Public financing shifts political campaigning in D.C.

A "Vote Here" sign at D.C. polling booth

Photo: Astrid Riecken/The Washington Post via Getty Images

The diminishing financial clout of deep-pocketed donors was on display this week in public campaign finance reports, as top candidates turned to public financing and hundreds of small donors.

Why it matters: Most of this year's top candidates are using the District's public financing program, which tallies donations up to $200 from city residents with a 5-1 match in taxpayer funds

By the numbers: Mayor Muriel Bowser so far in this campaign has raised three times as much money as challenger and council member Robert White.

  • Bowser has raised $2.65 million in total. White's haul is at about $864,000. Campaigns are also expected to have about $160,000 in public financing qualifying funds.
  • White's campaign pointed out he out-raised his opponents during the roughly 7-week fundraising period, bringing in $39,300 from District residents, compared to the mayor's total of $33,200.

The intrigue: In the attorney general's race, incumbent Karl Racine contributed $200 each to the campaigns of council member Kenyan McDuffie and Brian Schwalb, who was Racine's former colleague at the Venable LLP law firm.

  • Racine has not endorsed a candidate in the race to replace him. He decided against seeking public office this year.
  • McDuffie has raised an estimated $848,000 since launching his campaign, from donors and a public match. Schwalb reported raising about $602,000 in his first fundraising period.

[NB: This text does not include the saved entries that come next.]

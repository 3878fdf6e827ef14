// SPDX-License-Identifier: MIT
// Copyright (c) 2026 Alfred Jean LLC

//! Device connectivity monitoring.
//!
//! A [`NetworkMonitor`] is the only source of online/offline events. It
//! offers two views of connectivity:
//!
//! - `subscribe`: a push stream of transitions (duplicates allowed)
//! - `current_state`: a fresh point-in-time poll, for periodic checks that
//!   must not rely on a cached value
//!
//! [`ProbeMonitor`] implements it by probing a TCP endpoint and resolving a
//! well-known host name on a fixed poll interval.

mod probe;

use std::time::Duration;

use futures_util::future::BoxFuture;

use cs_core::ConnectivityState;

use crate::subscription::{Listener, Subscription};

pub use probe::{ProbeConfig, ProbeMonitor};

/// Error type for connectivity queries.
#[derive(Debug, thiserror::Error)]
pub enum MonitorError {
    /// The probe address in the configuration cannot be used.
    #[error("invalid probe address '{0}'\n  hint: use an IP:port pair such as 1.1.1.1:53")]
    InvalidAddress(String),

    /// The platform query itself failed.
    #[error("connectivity probe failed: {0}")]
    Probe(String),

    /// The probe did not finish in time.
    #[error("connectivity probe timed out after {0:?}")]
    Timeout(Duration),
}

/// Source of connectivity state.
pub trait NetworkMonitor: Send + Sync {
    /// Register a listener invoked on every connectivity transition.
    fn subscribe(&self, listener: Listener<ConnectivityState>) -> Subscription;

    /// Poll the current connectivity state.
    fn current_state(&self) -> BoxFuture<'_, Result<ConnectivityState, MonitorError>>;
}
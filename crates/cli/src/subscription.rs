// SPDX-License-Identifier: MIT
// Copyright (c) 2026 Alfred Jean LLC

//! Listener registration shared by the network monitor and presence channel.
//!
//! A [`Subscription`] is the handle returned by every `subscribe` call.
//! Cancelling or dropping it detaches the listener; nothing else keeps a
//! listener alive.

use std::sync::{Arc, Mutex, PoisonError, Weak};

/// Callback invoked with each new value.
pub type Listener<T> = Arc<dyn Fn(T) + Send + Sync>;

/// Handle to an active subscription.
#[must_use = "dropping a Subscription immediately unsubscribes"]
pub struct Subscription {
    cancel: Option<Box<dyn FnOnce() + Send>>,
}

impl Subscription {
    /// Creates a subscription that runs `cancel` once when cancelled or dropped.
    pub fn new(cancel: impl FnOnce() + Send + 'static) -> Self {
        Subscription {
            cancel: Some(Box::new(cancel)),
        }
    }

    /// A subscription with nothing behind it.
    pub fn noop() -> Self {
        Subscription { cancel: None }
    }

    /// Returns true until the subscription has been cancelled.
    ///
    /// Always false for [`Subscription::noop`].
    pub fn is_active(&self) -> bool {
        self.cancel.is_some()
    }

    /// Detach the listener.
    pub fn cancel(mut self) {
        self.run_cancel();
    }

    fn run_cancel(&mut self) {
        if let Some(cancel) = self.cancel.take() {
            cancel();
        }
    }
}

impl Drop for Subscription {
    fn drop(&mut self) {
        self.run_cancel();
    }
}

impl std::fmt::Debug for Subscription {
    fn fmt(&self, f: &mut std::fmt::Formatter<'_>) -> std::fmt::Result {
        f.debug_struct("Subscription")
            .field("active", &self.is_active())
            .finish()
    }
}

struct Registry<T> {
    next_id: u64,
    listeners: Vec<(u64, Listener<T>)>,
}

/// A set of listeners that can be notified together.
pub struct ListenerSet<T> {
    inner: Arc<Mutex<Registry<T>>>,
}

impl<T: Clone + 'static> ListenerSet<T> {
    pub fn new() -> Self {
        ListenerSet {
            inner: Arc::new(Mutex::new(Registry {
                next_id: 0,
                listeners: Vec::new(),
            })),
        }
    }

    /// Register a listener. The returned subscription removes it again.
    pub fn subscribe(&self, listener: Listener<T>) -> Subscription {
        let id = {
            let mut registry = self.inner.lock().unwrap_or_else(PoisonError::into_inner);
            let id = registry.next_id;
            registry.next_id += 1;
            registry.listeners.push((id, listener));
            id
        };

        let weak: Weak<Mutex<Registry<T>>> = Arc::downgrade(&self.inner);
        Subscription::new(move || {
            if let Some(inner) = weak.upgrade() {
                let mut registry = inner.lock().unwrap_or_else(PoisonError::into_inner);
                registry.listeners.retain(|(existing, _)| *existing != id);
            }
        })
    }

    /// Invoke every registered listener with `value`.
    ///
    /// Listeners are called outside the registry lock, so a listener may
    /// subscribe or unsubscribe without deadlocking.
    pub fn emit(&self, value: T) {
        let listeners: Vec<Listener<T>> = {
            let registry = self.inner.lock().unwrap_or_else(PoisonError::into_inner);
            registry.listeners.iter().map(|(_, l)| Arc::clone(l)).collect()
        };
        for listener in listeners {
            listener(value.clone());
        }
    }

    /// Number of registered listeners.
    pub fn len(&self) -> usize {
        self.inner
            .lock()
            .unwrap_or_else(PoisonError::into_inner)
            .listeners
            .len()
    }

    pub fn is_empty(&self) -> bool {
        self.len() == 0
    }
}

impl<T: Clone + 'static> Default for ListenerSet<T> {
    fn default() -> Self {
        Self::new()
    }
}

#[cfg(test)]
#[path = "subscription_tests.rs"]
mod tests;
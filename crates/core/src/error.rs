// SPDX-License-Identifier: MIT
// Copyright (c) 2026 Alfred Jean LLC

//! Error types for cs-core operations.

use thiserror::Error;

/// All possible errors that can occur in cs-core operations.
#[derive(Debug, Error)]
pub enum Error {
    #[error("invalid sync trigger: '{0}'\n  hint: valid triggers are: mount, reconnect, periodic, manual")]
    InvalidTrigger(String),

    #[error("{field} cannot be empty")]
    FieldEmpty { field: &'static str },

    #[error("json error: {0}")]
    Json(#[from] serde_json::Error),
}

/// A specialized Result type for cs-core operations.
pub type Result<T> = std::result::Result<T, Error>;

#[cfg(test)]
#[path = "error_tests.rs"]
mod tests;
// SPDX-License-Identifier: MIT
// Copyright (c) 2026 Alfred Jean LLC

use std::future::Future;
use std::sync::Arc;

use cs_core::OnlineStatus;

use crate::config::Config;
use crate::coordinator::SyncCoordinator;
use crate::error::{Error, Result};
use crate::network::NetworkMonitor;
use crate::presence::PresenceChannel;
use crate::session::{SessionLock, Stack};
use crate::status::OnlineStatusContext;

use super::runtime;

/// One-line status summary for the log.
pub fn describe(status: &OnlineStatus) -> String {
    let state = if status.is_online { "online" } else { "offline" };
    if status.online_users.is_empty() {
        return format!("{}, nobody else here", state);
    }
    let users: Vec<&str> = status.online_users.iter().collect();
    let noun = if users.len() == 1 { "user" } else { "users" };
    format!("{}, {} {} online: {}", state, users.len(), noun, users.join(", "))
}

/// Hold a session open until `shutdown` resolves, logging status changes.
pub async fn session(
    monitor: &dyn NetworkMonitor,
    presence: &dyn PresenceChannel,
    coordinator: Arc<SyncCoordinator>,
    user: &str,
    shutdown: impl Future<Output = Result<()>>,
) -> Result<()> {
    let ctx = OnlineStatusContext::start(monitor, presence, Arc::clone(&coordinator), Some(user));
    let mut status = ctx.watch();
    tokio::pin!(shutdown);

    let result = loop {
        tokio::select! {
            result = &mut shutdown => break result,
            changed = status.changed() => {
                if changed.is_err() {
                    break Ok(());
                }
                let current = status.borrow_and_update().clone();
                tracing::info!("status: {}", describe(&current));
            }
        }
    };

    ctx.stop();
    coordinator.wait_idle().await;
    let stats = coordinator.stats();
    tracing::info!(
        "session ended: {} syncs ({} ok, {} failed, {} coalesced)",
        stats.started,
        stats.succeeded,
        stats.failed,
        stats.coalesced
    );
    result
}

pub fn run(config: &Config, user: &str) -> Result<()> {
    let lock = SessionLock::acquire(config)?;
    tracing::debug!("holding {}", lock.path().display());
    let stack = Stack::open(config)?;

    runtime()?.block_on(async {
        stack.monitor.spawn();
        let result = session(
            stack.monitor.as_ref(),
            &stack.presence,
            Arc::clone(&stack.coordinator),
            user,
            async { tokio::signal::ctrl_c().await.map_err(Error::from) },
        )
        .await;
        stack.monitor.stop();
        result
    })
}

#[cfg(test)]
#[path = "run_tests.rs"]
mod tests;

A notable exception to the trend toward public financing is council chair Phil Mendelson, whose campaign is raising money the traditional way, allowing him to accept individual checks of up to $2,000.

  • He raised over $57,000, and has $382,000 cash on hand. His opponent, advisory neighborhood commissioner Erin Palmer, is using public financing and reported having $197,000 on hand.

The big picture: Public financing has changed the game plan for many candidates. It has also given the average citizen the chance to make a difference with small donations.

  • “If I'm downtown in a conference room having breakfast with a bunch of business people collecting checks, probably three quarters of them don't live in the District,” said Chuck Thies, a veteran D.C. consultant and current manager of McDuffie's campaign. “I probably walked out of that room talking to five voters.”
  • But with public financing, “people are stoked” to learn, for example, that their $50 contribution turns into $300 after a public match. And it gets candidates talking to more voters. “People really feel empowered,” he says.